The second story I read was Jonathan Penner's "Amplexus", which comprised the February 2015 issue. In this story, Christopher thinks back on his first love and his first sexual encounter with a girl called Pure, so nicknamed because of the "purity" medallion her parents make her wear everywhere, even to bed. What I liked best about this story were all the small details, such as Jonathan playing ping-pong with Pure's mother, practicing Spanish verb conjugation with Pure, and verbally sparring with his sex-obsessed older brother. It all felt genuine.

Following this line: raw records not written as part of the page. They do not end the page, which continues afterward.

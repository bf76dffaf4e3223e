pub mod err;
pub use err::{Error, Result};

pub mod logging;

pub mod config;
pub use config::JobConfig;

mod user;
pub use user::*;

mod proc;
pub use proc::*;

pub mod util;

pub mod setup;

pub mod executor;

pub mod sampler;
pub use sampler::{TimestampSample, TimestampSampler};

pub mod supervisor;
pub use supervisor::{JobOutcome, Supervisor};

pub mod render;
pub use render::OutputRenderer;

pub mod cleanup;
pub use cleanup::CleanupEngine;
//! Command-line surface.

use crate::auth::CredentialMode;
use crate::error::Error;
use crate::orchestrator::{PublishOptions, Publisher};
use crate::paths::{WorkDir, CONFIG_FILE};
use crate::publish::DEFAULT_TOOL;
use crate::registry::MissingPackagePolicy;
use clap::Parser;
use std::path::PathBuf;
use std::process::ExitCode;
use std::time::Duration;
use tracing_subscriber::EnvFilter;

/// Log in to a private npm registry and publish the package in the current directory.
#[derive(Debug, Parser)]
#[command(name = "verdaccio-publish", version, about)]
pub struct Args {
    /// Project directory (defaults to the current directory).
    #[arg(short = 'C', long)]
    pub dir: Option<PathBuf>,

    /// Registry config file, relative to the project directory.
    #[arg(short, long, default_value = CONFIG_FILE)]
    pub config: PathBuf,

    /// How to treat an existing .npmrc.
    #[arg(long, value_enum, default_value_t, env = "VERDACCIO_CREDENTIAL_MODE")]
    pub credential_mode: CredentialMode,

    /// How to treat a 404 when checking published versions.
    #[arg(long, value_enum, default_value_t)]
    pub missing_package: MissingPackagePolicy,

    /// Timeout in seconds for the registry version check.
    #[arg(long, default_value_t = 30, value_parser = clap::value_parser!(u64).range(1..))]
    pub timeout: u64,

    /// Publish tool to run.
    #[arg(long, default_value = DEFAULT_TOOL)]
    pub tool: String,

    /// Don't open the registry in a browser after publishing.
    #[arg(long)]
    pub no_browser: bool,

    /// Increase log verbosity (-v info, -vv debug).
    #[arg(short, long, action = clap::ArgAction::Count)]
    pub verbose: u8,
}

impl Args {
    /// Options for the publish run.
    pub fn options(&self) -> PublishOptions {
        PublishOptions {
            config_file: self.config.clone(),
            credential_mode: self.credential_mode,
            missing_package: self.missing_package,
            timeout: Duration::from_secs(self.timeout),
            tool: self.tool.clone(),
            open_browser: !self.no_browser,
        }
    }

    fn log_filter(&self) -> EnvFilter {
        let level = match self.verbose {
            0 => "warn",
            1 => "info",
            _ => "debug",
        };
        EnvFilter::try_from_default_env().unwrap_or_else(|_| EnvFilter::new(level))
    }
}

/// Install the stderr log subscriber. Safe to call more than once.
pub fn init_logging(args: &Args) {
    let _ = tracing_subscriber::fmt()
        .with_env_filter(args.log_filter())
        .with_writer(std::io::stderr)
        .with_target(false)
        .try_init();
}

/// Print an error and its hint to stderr.
pub fn report(err: &Error) {
    eprintln!("Error: {err}");
    if let Some(hint) = err.hint() {
        eprintln!("hint: {hint}");
    }
}

/// Run one publish on a single-threaded runtime and map the outcome to an exit code.
pub fn run(args: Args) -> ExitCode {
    init_logging(&args);

    let workdir = match &args.dir {
        Some(dir) => WorkDir::new(dir),
        None => match WorkDir::current() {
            Ok(dir) => dir,
            Err(e) => {
                eprintln!("Error: failed to get current working directory: {e}");
                return ExitCode::FAILURE;
            }
        },
    };

    let runtime = match tokio::runtime::Builder::new_current_thread()
        .enable_all()
        .build()
    {
        Ok(rt) => rt,
        Err(e) => {
            eprintln!("Error: failed to start runtime: {e}");
            return ExitCode::FAILURE;
        }
    };

    let publisher = Publisher::new(workdir, args.options());
    match runtime.block_on(publisher.run()) {
        Ok(_) => ExitCode::SUCCESS,
        Err(e) => {
            report(&e);
            ExitCode::FAILURE
        }
    }
}
//! Package identity from `package.json`.

use crate::error::{Error, Result};
use serde::Deserialize;
use std::fmt;
use std::path::Path;

/// The `name` and `version` of the package being published.
#[derive(Debug, Clone, PartialEq, Eq, Deserialize)]
pub struct PackageIdentity {
    pub name: String,
    pub version: String,
}

impl fmt::Display for PackageIdentity {
    fn fmt(&self, f: &mut fmt::Formatter<'_>) -> fmt::Result {
        write!(f, "{}@{}", self.name, self.version)
    }
}

impl PackageIdentity {
    /// Read `name` and `version` from a manifest file. Other fields are ignored.
    pub fn load(path: &Path) -> Result<Self> {
        let content = std::fs::read_to_string(path).map_err(|e| Error::ReadManifest {
            path: path.to_path_buf(),
            source: e,
        })?;

        serde_json::from_str(&content).map_err(|e| Error::ParseManifest {
            path: path.to_path_buf(),
            source: e,
        })
    }
}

The third story, Michael Landau's "Night of the Living Poet" in the January 2015 issue, wasn't quite as successful for me because a lot of the details felt more like stream-of-consciousness than vivid memories, as was the case in "Amplexus". In this story, a high school senior named Andy goes on an after-school field trip to a poetry reading, along with a girl named Crystal, for whom Andy has conflicted feelings. It was difficult to like Andy, who in my mind had a sarcastic, negative outlook similar to that of Holden Caulfield. (For many people, that would be a complimment, but I can't stand Catcher in the Rye.) Crystal is perhaps the most likeable character in the story, but everyone else seems to hang out with people and then call them names behind their backs. The writing itself wasn't bad, but I didn't find as much to relate to in this story as I did in the others.

In any case, I'm excited to see what this magazine has in store in the future. Even though I mainly read science fiction and fantasy, I do like mainstream fiction as well, especially young adult fiction. And there's one other neat thing about this publication. Until recently, One Teen Story published eleven stories by adult authors, and one by the winner of a teen writer contest that they run. Recently, though, they've announced that the teen-authored stories have been so well received that they're going to publish four of those a year instead of only one. I think that's a terrific idea.

Finally, I should also note that this is a sister publication of One Story, which is also a story-an-issue publication but geared towards adults. I'll have to check that out one of these days too.